◆ Excerpted records:

use std::collections::BTreeMap;
use std::io::Read;

use flate2::read::ZlibDecoder;
use serde::Deserialize;
use serde_json::Value;

use crate::error::{DictError, Result};

/// Upper bound on the decompressed dictionary size.
pub const MAX_IDENTIFY_SIZE: u64 = 4 * 1024 * 1024;

/// The firmware's self-description, as downloaded during identify.
#[derive(Debug, Clone, Default, Deserialize)]
#[serde(default)]
pub struct IdentifyData {
    /// Message id -> format string.
    pub messages: BTreeMap<String, String>,
    /// Host-originated message ids.
    pub commands: IdSet,
    /// Firmware-originated message ids.
    pub responses: IdSet,
    /// Debug output formats (format -> id), as newer firmware reports them.
    pub output: BTreeMap<String, u32>,
    /// Compact ids for constant strings used in shutdown messages.
    pub static_strings: BTreeMap<String, String>,
    /// Named value tables; `static_string_id` doubles as a static string table.
    pub enumerations: BTreeMap<String, BTreeMap<String, Value>>,
    /// Firmware build constants.
    pub config: BTreeMap<String, Value>,
    pub version: String,
    pub build_versions: String,
}

/// Which ids belong to a category.
///
/// Older firmware lists ids and keeps formats in `messages`; newer firmware
/// maps each format string straight to its id.
#[derive(Debug, Clone, Deserialize)]
#[serde(untagged)]
pub enum IdSet {
    Ids(Vec<u32>),
    ByFormat(BTreeMap<String, u32>),
}

impl Default for IdSet {
    fn default() -> Self {
        IdSet::Ids(Vec::new())
    }
}

impl IdSet {
    pub fn contains(&self, msgid: u32) -> bool {
        match self {
            IdSet::Ids(ids) => ids.contains(&msgid),
            IdSet::ByFormat(map) => map.values().any(|&id| id == msgid),
        }
    }

    /// `(id, format)` pairs carried inline, if any.
    pub fn inline_formats(&self) -> Vec<(u32, &str)> {
        match self {
            IdSet::Ids(_) => Vec::new(),
            IdSet::ByFormat(map) => map.iter().map(|(f, &id)| (id, f.as_str())).collect(),
        }
    }
}

impl IdentifyData {
    pub fn from_json(data: &[u8]) -> Result<Self> {
        Ok(serde_json::from_slice(data)?)
    }
}

/// Inflate the zlib stream the firmware serves through `identify`.
pub fn decompress_identify(data: &[u8]) -> Result<Vec<u8>> {
    let mut out = Vec::new();
    ZlibDecoder::new(data)
        .take(MAX_IDENTIFY_SIZE + 1)
        .read_to_end(&mut out)
        .map_err(DictError::Decompress)?;
    if out.len() as u64 > MAX_IDENTIFY_SIZE {
        return Err(DictError::Identify(format!(
            "dictionary exceeds {MAX_IDENTIFY_SIZE} bytes"
        )));
    }
    Ok(out)
}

◆ Activity: Copy out every line of the material above that mentions the word "impl".

◆ Solution to the problem:
impl Default for IdSet {
impl IdSet {
impl IdentifyData {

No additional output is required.